2010年08月16日

引受票、修理票、引換証、預り証などの印紙

今回の印紙Q&Aは、前回ブログと同じく、美容院向けの美容用品の卸売および美容器具の修理・メンテナンスを行っている会社からのご質問。



【Q】

当社の社員が美容器具の修理で得意先に行ったときに、器具をお預かりして会社に持ち帰って修理をする場合には、「修理承り票」という表題の文書をお渡ししています。
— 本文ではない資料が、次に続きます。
//! In-memory implementation of the catalog repository.

use async_trait::async_trait;
use serde::Deserialize;
use std::collections::HashMap;
use std::path::{Path, PathBuf};

use crate::domain::entities::{
    Book, BookId, Category, MAX_PRICE_USD, MAX_RATING, MIN_RATING, UnknownCategory,
};
use crate::domain::repositories::CatalogRepository;
use crate::error::AppError;

/// Errors raised while loading a catalog.
#[derive(Debug, thiserror::Error)]
pub enum CatalogLoadError {
    #[error("Failed to read catalog file {path}: {source}")]
    Io {
        path: PathBuf,
        source: std::io::Error,
    },

    #[error("Failed to parse catalog: {0}")]
    Parse(#[from] serde_json::Error),

    #[error("Duplicate book id {0}")]
    DuplicateId(BookId),

    #[error("Book {book_id}: {source}")]
    UnknownCategory {
        book_id: BookId,
        source: UnknownCategory,
    },

    #[error("Book {0} has a blank name")]
    BlankName(BookId),

    #[error("Book {book_id} has invalid price {price}")]
    InvalidPrice { book_id: BookId, price: f64 },

    #[error("Book {book_id} has rating {rating} outside 0.0..=5.0")]
    InvalidRating { book_id: BookId, rating: f64 },

    #[error("Book {book_id} has unsafe file name {file_name:?}")]
    UnsafeFileName { book_id: BookId, file_name: String },
}

/// Catalog file layout: `{"books": [...]}`.
#[derive(Debug, Deserialize)]
struct CatalogFile {
    books: Vec<CatalogRecord>,
}

/// One book as written in the catalog file.
#[derive(Debug, Deserialize)]
struct CatalogRecord {
    id: BookId,
    name: String,
    #[serde(default)]
    description: String,
    #[serde(default)]
    image_file_name: String,
    price_usd: f64,
    topic: String,
    average_rating: f64,
    file_name: String,
}

impl CatalogRecord {
    fn into_book(self) -> Result<Book, CatalogLoadError> {
        let topic = self
            .topic
            .parse::<Category>()
            .map_err(|source| CatalogLoadError::UnknownCategory {
                book_id: self.id,
                source,
            })?;

        if self.name.trim().is_empty() {
            return Err(CatalogLoadError::BlankName(self.id));
        }

        if !(0.0..=MAX_PRICE_USD).contains(&self.price_usd) {
            return Err(CatalogLoadError::InvalidPrice {
                book_id: self.id,
                price: self.price_usd,
            });
        }

        if !(MIN_RATING..=MAX_RATING).contains(&self.average_rating) {
            return Err(CatalogLoadError::InvalidRating {
                book_id: self.id,
                rating: self.average_rating,
            });
        }

        if !is_safe_file_name(&self.file_name) {
            return Err(CatalogLoadError::UnsafeFileName {
                book_id: self.id,
                file_name: self.file_name,
            });
        }

        Ok(Book::new(
            self.id,
            self.name,
            self.description,
            self.image_file_name,
            self.price_usd,
            topic,
            self.average_rating,
            self.file_name,
        ))
    }
}

/// A plain file name: non-empty, no separators, no parent references.
fn is_safe_file_name(name: &str) -> bool {
    !name.is_empty()
        && name != "."
        && name != ".."
        && !name.contains(['/', '\\', '\0'])
        && !name.starts_with('.')
}

/// Read-only catalog held in memory.
///
/// Built once at startup; every query works on the immutable book list, so
/// no locking is needed and results are stable across calls.
#[derive(Debug)]
pub struct InMemoryCatalogRepository {
    books: Vec<Book>,
    index: HashMap<BookId, usize>,
}

impl InMemoryCatalogRepository {
    /// Creates a catalog from already-built books.
    ///
    /// # Errors
    ///
    /// Returns [`CatalogLoadError::DuplicateId`] if two books share an id.
    pub fn new(books: Vec<Book>) -> Result<Self, CatalogLoadError> {
        let mut index = HashMap::with_capacity(books.len());
        for (position, book) in books.iter().enumerate() {
            if index.insert(book.id, position).is_some() {
                return Err(CatalogLoadError::DuplicateId(book.id));
            }
        }

        Ok(Self { books, index })
    }

    /// Parses and validates a catalog from its JSON text.
    ///
    /// # Errors
    ///
    /// Returns [`CatalogLoadError`] if the JSON is malformed or any record
    /// breaks a catalog invariant.
    pub fn from_json(json: &str) -> Result<Self, CatalogLoadError> {
        let file: CatalogFile = serde_json::from_str(json)?;
        let books = file
            .books
            .into_iter()
            .map(CatalogRecord::into_book)
            .collect::<Result<Vec<_>, _>>()?;

        Self::new(books)
    }

    /// Reads and validates a catalog file.
    ///
    /// # Errors
    ///
    /// Returns [`CatalogLoadError::Io`] if the file cannot be read, or any
    /// error from [`Self::from_json`].
    pub fn from_json_file(path: impl AsRef<Path>) -> Result<Self, CatalogLoadError> {
        let path = path.as_ref();
        let json = std::fs::read_to_string(path).map_err(|source| CatalogLoadError::Io {
            path: path.to_path_buf(),
            source,
        })?;

        Self::from_json(&json)
    }

    /// Books in catalog order.
    pub fn books(&self) -> &[Book] {
        &self.books
    }
}

#[async_trait]
impl CatalogRepository for InMemoryCatalogRepository {
    async fn list(&self) -> Result<Vec<Book>, AppError> {
        Ok(self.books.clone())
    }

    async fn find_by_id(&self, id: BookId) -> Result<Option<Book>, AppError> {
        Ok(self.index.get(&id).map(|&position| self.books[position].clone()))
    }

    async fn find_by_category(&self, category: Category) -> Result<Vec<Book>, AppError> {
        Ok(self
            .books
            .iter()
            .filter(|book| book.topic == category)
            .cloned()
            .collect())
    }

    async fn trending(&self, limit: usize) -> Result<Vec<Book>, AppError> {
        let mut ranked: Vec<&Book> = self.books.iter().collect();
        // Stable sort keeps catalog order among equal scores.
        ranked.sort_by(|a, b| b.trending_score().total_cmp(&a.trending_score()));

        Ok(ranked.into_iter().take(limit).cloned().collect())
    }

    async fn categories(&self) -> Result<Vec<Category>, AppError> {
        Ok(Category::ALL
            .into_iter()
            .filter(|category| self.books.iter().any(|book| book.topic == *category))
            .collect())
    }

    async fn count(&self) -> Result<usize, AppError> {
        Ok(self.books.len())
    }
}

#[cfg(test)]
mod tests {
    use super::*;

    fn book(id: BookId, topic: Category, rating: f64) -> Book {
        Book::new(
            id,
            format!("Book {id}"),
            String::new(),
            format!("{id}.png"),
            10.0,
            topic,
            rating,
            format!("{id}.pdf"),
        )
    }

    #[test]
    fn test_new_rejects_duplicate_ids() {
        let result = InMemoryCatalogRepository::new(vec![
            book(1, Category::Fiction, 4.0),
            book(1, Category::History, 3.0),
        ]);
        assert!(matches!(result, Err(CatalogLoadError::DuplicateId(1))));
    }

    #[test]
    fn test_from_json_valid() {
        let json = r#"{"books": [
            {"id": 1, "name": "Dune", "description": "Desert planet", "image_file_name": "dune.png",
             "price_usd": 9.99, "topic": "fiction", "average_rating": 4.7, "file_name": "dune.pdf"}
        ]}"#;

        let repo = InMemoryCatalogRepository::from_json(json).unwrap();
        assert_eq!(repo.books().len(), 1);
        assert_eq!(repo.books()[0].topic, Category::Fiction);
        assert_eq!(repo.books()[0].file_name, "dune.pdf");
    }

    #[test]
    fn test_from_json_unknown_topic() {
        let json = r#"{"books": [
            {"id": 1, "name": "Cookbook", "price_usd": 5.0, "topic": "cooking",
             "average_rating": 4.0, "file_name": "cook.pdf"}
        ]}"#;

        let err = InMemoryCatalogRepository::from_json(json).unwrap_err();
        assert!(matches!(err, CatalogLoadError::UnknownCategory { book_id: 1, .. }));
    }

    #[test]
    fn test_from_json_rating_out_of_range() {
        let json = r#"{"books": [
            {"id": 2, "name": "Hype", "price_usd": 5.0, "topic": "business",
             "average_rating": 5.5, "file_name": "hype.pdf"}
        ]}"#;

        let err = InMemoryCatalogRepository::from_json(json).unwrap_err();
        assert!(matches!(err, CatalogLoadError::InvalidRating { book_id: 2, .. }));
    }

    #[test]
    fn test_from_json_negative_price() {
        let json = r#"{"books": [
            {"id": 3, "name": "Refund", "price_usd": -1.0, "topic": "business",
             "average_rating": 1.0, "file_name": "refund.pdf"}
        ]}"#;

        let err = InMemoryCatalogRepository::from_json(json).unwrap_err();
        assert!(matches!(err, CatalogLoadError::InvalidPrice { book_id: 3, .. }));
    }

    #[test]
    fn test_from_json_price_above_limit() {
        let json = r#"{"books": [
            {"id": 5, "name": "Gold Edition", "price_usd": 1e17, "topic": "business",
             "average_rating": 4.0, "file_name": "gold.pdf"}
        ]}"#;

        let err = InMemoryCatalogRepository::from_json(json).unwrap_err();
        assert!(matches!(err, CatalogLoadError::InvalidPrice { book_id: 5, .. }));
    }

    #[test]
    fn test_from_json_price_at_limit() {
        let json = r#"{"books": [
            {"id": 6, "name": "Collector's Edition", "price_usd": 1000000.0, "topic": "history",
             "average_rating": 4.0, "file_name": "collector.pdf"}
        ]}"#;

        let repo = InMemoryCatalogRepository::from_json(json).unwrap();
        assert_eq!(repo.books()[0].price_usd, MAX_PRICE_USD);
    }

    #[test]
    fn test_from_json_blank_name() {
        let json = r#"{"books": [
            {"id": 4, "name": "  ", "price_usd": 1.0, "topic": "science",
             "average_rating": 1.0, "file_name": "blank.pdf"}
        ]}"#;

        let err = InMemoryCatalogRepository::from_json(json).unwrap_err();
        assert!(matches!(err, CatalogLoadError::BlankName(4)));
    }

    #[test]
    fn test_from_json_malformed() {
        let err = InMemoryCatalogRepository::from_json("{not json").unwrap_err();
        assert!(matches!(err, CatalogLoadError::Parse(_)));
    }

    #[test]
    fn test_safe_file_names() {
        assert!(is_safe_file_name("book.pdf"));
        assert!(is_safe_file_name("my book (2nd ed).epub"));
        assert!(!is_safe_file_name(""));
        assert!(!is_safe_file_name(".."));
        assert!(!is_safe_file_name("../secret.txt"));
        assert!(!is_safe_file_name("dir/book.pdf"));
        assert!(!is_safe_file_name("dir\\book.pdf"));
        assert!(!is_safe_file_name(".hidden"));
    }

    #[tokio::test]
    async fn test_trending_ties_keep_catalog_order() {
        let repo = InMemoryCatalogRepository::new(vec![
            book(1, Category::Education, 3.0),
            book(2, Category::Education, 4.8),
            book(3, Category::Education, 4.8),
        ])
        .unwrap();

        let ids: Vec<BookId> = repo.trending(2).await.unwrap().iter().map(|b| b.id).collect();
        assert_eq!(ids, vec![2, 3]);
    }

    #[tokio::test]
    async fn test_categories_are_distinct_and_ordered() {
        let repo = InMemoryCatalogRepository::new(vec![
            book(1, Category::Technology, 3.0),
            book(2, Category::Business, 4.0),
            book(3, Category::Technology, 2.0),
        ])
        .unwrap();

        assert_eq!(
            repo.categories().await.unwrap(),
            vec![Category::Business, Category::Technology]
        );
    }
}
修理承り票の記載内容としては、得意先名・住所・連絡先、承り日、修理完了日、品名、修理箇所・内容、金額などです。


この修理承り票は、印紙は必要でしょうか?


【A】

このケースでは、修理代金が1万円以下のものを除き、基本的に印紙は必要です。


ご質問の文書は、表題が「修理承り票」となっており、記載内容から修理の受諾事実を証明することが明らかですから、印紙税法でいう第2号文書(請負に関する契約書)に該当し、印紙税の対象となります。



物品の修理や加工の依頼を受けた者が作成し、依頼者に交付する文書には、ご質問のような承り票のほか、引受票、修理票、預り証など、様々な名称がありますが、以下の要件のものは第2号文書(請負に関する契約書)に該当します。


1.承り票、引受票等と称するもの、または「お引受しました」等のように修理・加工を引受けた旨の記載があるもの。

2.修理票、引換証、預り証、受取書、整理券等と称するもので、仕事の内容(修理・加工箇所、方法)、契約金額、期日・期限のいずれか一以上の事項の記載のあるもの。


単に物品の受領事実のみが記載されたり、単なる整理券に該当するものは、第2号文書からは除かれ、印紙税は不課税です。


修理票、引換証、預り証、受取書、整理券等と称するものでも、上記2に該当しないものは不課税です。


また、保証期間中の修理等で、無償で引き受けたもので、文書上その旨が明らかであれば、これも不課税です。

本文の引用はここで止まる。